Facts of the case: The taxpayer was a prominent entrepreneur, real estate broker and certified real estate appraiser residing in Sacramento, California. He and his wife established a charitable remainder unitrust (CRUT). In 2003, the taxpayer donated five properties to the CRUT. Then, in 2004, he also donated a shopping center to it.

The taxpayer did not use a qualified independent appraiser to determine the value of the properties. Instead, he appraised them himself and used those values for claiming deductions on Form 8283, the form that the IRS requires for noncash charitable contributions. The taxpayer later admitted in court that he did not read the accompanying instructions when filling out this form, but relied solely on the form itself. Based on what he thought was “clear” language, the taxpayer assumed that self-appraisals were permitted.

The IRS spotted various inaccuracies and omissions on the form. For instance, the taxpayer did not include the “basis” for any of the other properties. He merely indicated that he had acquired the properties in the 1970s and 1980s.

For four of the five properties that were donated in 2003, the taxpayer claimed a combined value of more than $1 million. In claiming a value of $14.9 million for the fifth property, he said that he purposely undervalued the property to avoid possible complications. Due to the tax law limits, the 2003 deduction was capped at $3.9 million, with the balance carrying over to the next five years. The donation in 2004 was valued at more than $2 million.

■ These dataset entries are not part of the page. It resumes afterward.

//! In-memory tracking of asynchronous prediction jobs.

use std::sync::Arc;

use chrono::Utc;
use dashmap::DashMap;
use futures_util::FutureExt;
use prediction_core::{Job, PredictionOptions, PredictionOutcome, PredictionStatus};
use tokio::task::JoinHandle;
use uuid::Uuid;

use crate::service::{PredictionService, StageObserver};

/// Concurrent store of job records.
///
/// Updates enforce the status machine: transitions never regress, terminal
/// states absorb, and progress is non-decreasing.
#[derive(Default)]
pub struct JobStore {
    jobs: DashMap<Uuid, Job>,
}

impl JobStore {
    pub fn new() -> Self {
        Self::default()
    }

    /// Insert a fresh job in the Pending state and return its id
    pub fn create(&self) -> Uuid {
        let id = Uuid::new_v4();
        let now = Utc::now();
        self.jobs.insert(
            id,
            Job {
                id,
                status: PredictionStatus::Pending,
                created_at: now,
                updated_at: now,
                message: "Prediction queued for processing".to_string(),
                progress: 0.0,
                result: None,
            },
        );
        id
    }

    pub fn get(&self, id: Uuid) -> Option<Job> {
        self.jobs.get(&id).map(|j| j.clone())
    }

    /// Most recently created jobs first
    pub fn list(&self, limit: usize) -> Vec<Job> {
        let mut jobs: Vec<Job> = self.jobs.iter().map(|j| j.clone()).collect();
        jobs.sort_by(|a, b| b.created_at.cmp(&a.created_at));
        jobs.truncate(limit);
        jobs
    }

    /// Apply a status update, ignoring regressions and updates to jobs
    /// already in a terminal state. The result is stored only alongside
    /// a transition to Completed.
    pub fn update(
        &self,
        id: Uuid,
        status: PredictionStatus,
        message: &str,
        progress: f64,
        result: Option<PredictionOutcome>,
    ) {
        let Some(mut job) = self.jobs.get_mut(&id) else {
            tracing::warn!(%id, "status update for unknown job");
            return;
        };
        if job.status.is_terminal() {
            tracing::warn!(%id, ?status, "ignoring update to terminal job");
            return;
        }
        if status.rank() < job.status.rank() {
            tracing::warn!(
                %id,
                from = ?job.status,
                to = ?status,
                "ignoring status regression"
            );
            return;
        }

        job.status = status;
        job.message = message.to_string();
        job.progress = job.progress.max(progress);
        job.updated_at = Utc::now();
        job.result = if status == PredictionStatus::Completed {
            result
        } else {
            None
        };
    }
}

/// Mirrors one job's stage transitions into the store
struct JobProgress {
    store: Arc<JobStore>,
    id: Uuid,
}

impl StageObserver for JobProgress {
    fn on_transition(&self, status: PredictionStatus, message: &str, progress: f64) {
        self.store.update(self.id, status, message, progress, None);
    }
}

/// Owns the job store and the background tasks driving each job.
pub struct JobTracker {
    store: Arc<JobStore>,
    service: Arc<PredictionService>,
    handles: Arc<DashMap<Uuid, JoinHandle<()>>>,
}

impl JobTracker {
    pub fn new(service: Arc<PredictionService>) -> Self {
        Self {
            store: Arc::new(JobStore::new()),
            service,
            handles: Arc::new(DashMap::new()),
        }
    }

    pub fn store(&self) -> Arc<JobStore> {
        Arc::clone(&self.store)
    }

    /// Number of background tasks still tracked
    pub fn active_tasks(&self) -> usize {
        self.handles.len()
    }

    /// Create a job and spawn its pipeline run. The spawned task always
    /// drives the job to a terminal state, including on panic, and drops
    /// its own handle entry on the way out.
    pub fn submit(&self, prediction_text: String, options: PredictionOptions) -> Uuid {
        self.handles.retain(|_, handle| !handle.is_finished());

        let id = self.store.create();
        let store = Arc::clone(&self.store);
        let service = Arc::clone(&self.service);
        let handles = Arc::clone(&self.handles);

        let handle = tokio::spawn(async move {
            let observer = JobProgress {
                store: Arc::clone(&store),
                id,
            };
            let run = service.run_pipeline(&prediction_text, &options, &observer);
            match std::panic::AssertUnwindSafe(run).catch_unwind().await {
                Ok(Ok(outcome)) => {
                    store.update(
                        id,
                        PredictionStatus::Completed,
                        "Prediction processing completed",
                        100.0,
                        Some(outcome),
                    );
                }
                Ok(Err(e)) => {
                    tracing::error!(%id, "prediction job failed: {e}");
                    store.update(
                        id,
                        PredictionStatus::Failed,
                        &format!("Prediction processing failed: {e}"),
                        100.0,
                        None,
                    );
                }
                Err(_) => {
                    tracing::error!(%id, "prediction job panicked");
                    store.update(
                        id,
                        PredictionStatus::Failed,
                        "Prediction processing failed: internal error",
                        100.0,
                        None,
                    );
                }
            }
            handles.remove(&id);
        });
        self.handles.insert(id, handle);
        id
    }

    pub fn get(&self, id: Uuid) -> Option<Job> {
        self.store.get(id)
    }

    pub fn list(&self, limit: usize) -> Vec<Job> {
        self.store.list(limit)
    }
}

impl Drop for JobTracker {
    fn drop(&mut self) {
        for entry in self.handles.iter() {
            entry.value().abort();
        }
    }
}

#[cfg(test)]
mod tests {
    use super::*;

    #[test]
    fn new_job_starts_pending() {
        let store = JobStore::new();
        let id = store.create();
        let job = store.get(id).unwrap();
        assert_eq!(job.status, PredictionStatus::Pending);
        assert_eq!(job.progress, 0.0);
        assert!(job.result.is_none());
    }

    #[test]
    fn update_rejects_regression() {
        let store = JobStore::new();
        let id = store.create();
        store.update(id, PredictionStatus::FindingTickers, "tickers", 50.0, None);
        store.update(id, PredictionStatus::Analyzing, "back?", 10.0, None);
        let job = store.get(id).unwrap();
        assert_eq!(job.status, PredictionStatus::FindingTickers);
        assert_eq!(job.progress, 50.0);
    }

    #[test]
    fn terminal_state_absorbs() {
        let store = JobStore::new();
        let id = store.create();
        store.update(id, PredictionStatus::Failed, "boom", 100.0, None);
        store.update(
            id,
            PredictionStatus::Completed,
            "late success",
            100.0,
            None,
        );
        let job = store.get(id).unwrap();
        assert_eq!(job.status, PredictionStatus::Failed);
        assert_eq!(job.message, "boom");
    }

    #[test]
    fn progress_never_decreases() {
        let store = JobStore::new();
        let id = store.create();
        store.update(id, PredictionStatus::Researching, "research", 30.0, None);
        store.update(
            id,
            PredictionStatus::FindingTickers,
            "tickers",
            10.0,
            None,
        );
        assert_eq!(store.get(id).unwrap().progress, 30.0);
    }

    fn dummy_outcome() -> PredictionOutcome {
        serde_json::from_value(serde_json::json!({
            "prediction_text": "p",
            "analysis": {
                "timing": "1 year",
                "confidence": 0.5,
                "tolerance": 0.5,
                "related_industries": [],
                "name": "n",
                "category": "c",
                "best_case_scenario": "b",
                "worst_case_scenario": "w"
            },
            "market_research": null,
            "relevant_tickers": { "tickers": [] },
            "investment_strategy": {
                "name": "s",
                "description": "d",
                "pros": [],
                "cons": [],
                "timing": "1 year",
                "risk": 0.5,
                "estimated_return": 1.0,
                "involved_tickers": [],
                "trades": []
            }
        }))
        .unwrap()
    }

    #[test]
    fn result_only_stored_on_completion() {
        let store = JobStore::new();
        let id = store.create();
        store.update(
            id,
            PredictionStatus::Failed,
            "boom",
            100.0,
            Some(dummy_outcome()),
        );
        assert!(store.get(id).unwrap().result.is_none());

        let id = store.create();
        store.update(
            id,
            PredictionStatus::Completed,
            "done",
            100.0,
            Some(dummy_outcome()),
        );
        assert!(store.get(id).unwrap().result.is_some());
    }

    #[test]
    fn list_orders_newest_first_and_limits() {
        let store = JobStore::new();
        let mut ids = Vec::new();
        for _ in 0..3 {
            ids.push(store.create());
            std::thread::sleep(std::time::Duration::from_millis(2));
        }
        let listed = store.list(2);
        assert_eq!(listed.len(), 2);
        assert_eq!(listed[0].id, ids[2]);
        assert_eq!(listed[1].id, ids[1]);
    }
}
//! Template registry driving the structured AI calls.
//!
//! Each template pairs a system prompt and a user-prompt skeleton with the
//! JSON schema the provider must constrain its output to. Templates are a
//! closed enumeration so an unknown template cannot survive compilation.

use serde::{Deserialize, Serialize};
use serde_json::{json, Value};

use crate::error::PredictionError;
use crate::industries::industry_prompt_list;
use crate::traits::TemplateVars;

#[derive(Debug, Clone, Copy, PartialEq, Eq, Hash, Serialize, Deserialize)]
#[serde(rename_all = "snake_case")]
pub enum Template {
    PredictionAnalysis,
    TickerFinder,
    InvestmentStrategy,
    MarketResearch,
    FinvizFilterSelection,
    FinvizFilterValues,
}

The IRS audited the taxpayer’s returns in 2005 and questioned the appraisals. At this point, the taxpayer hired independent appraisers, who established values similar to the ones he had claimed. Subsequently, several of the properties were sold at comparable prices. But that’s where the IRS really dug in its heels.

Tough talk: The IRS argued that the taxpayer was not entitled to any deduction because of the omissions on the form and his failure to obtain independent appraisals. It did not matter that the taxpayer had obviously donated properties worth millions. Although it expressed sympathy, the Tax Court sided with the IRS.

Note that the court acknowledged that this result is harsh. Furthermore, it pointed out that the properties may even have been undervalued by the taxpayer. But the Tax Court said it was bound to apply the prevailing law.

Do not leave large charitable deductions to chance. Check with a tax professional to ensure that you are meeting all the strict requirements for gifts of property.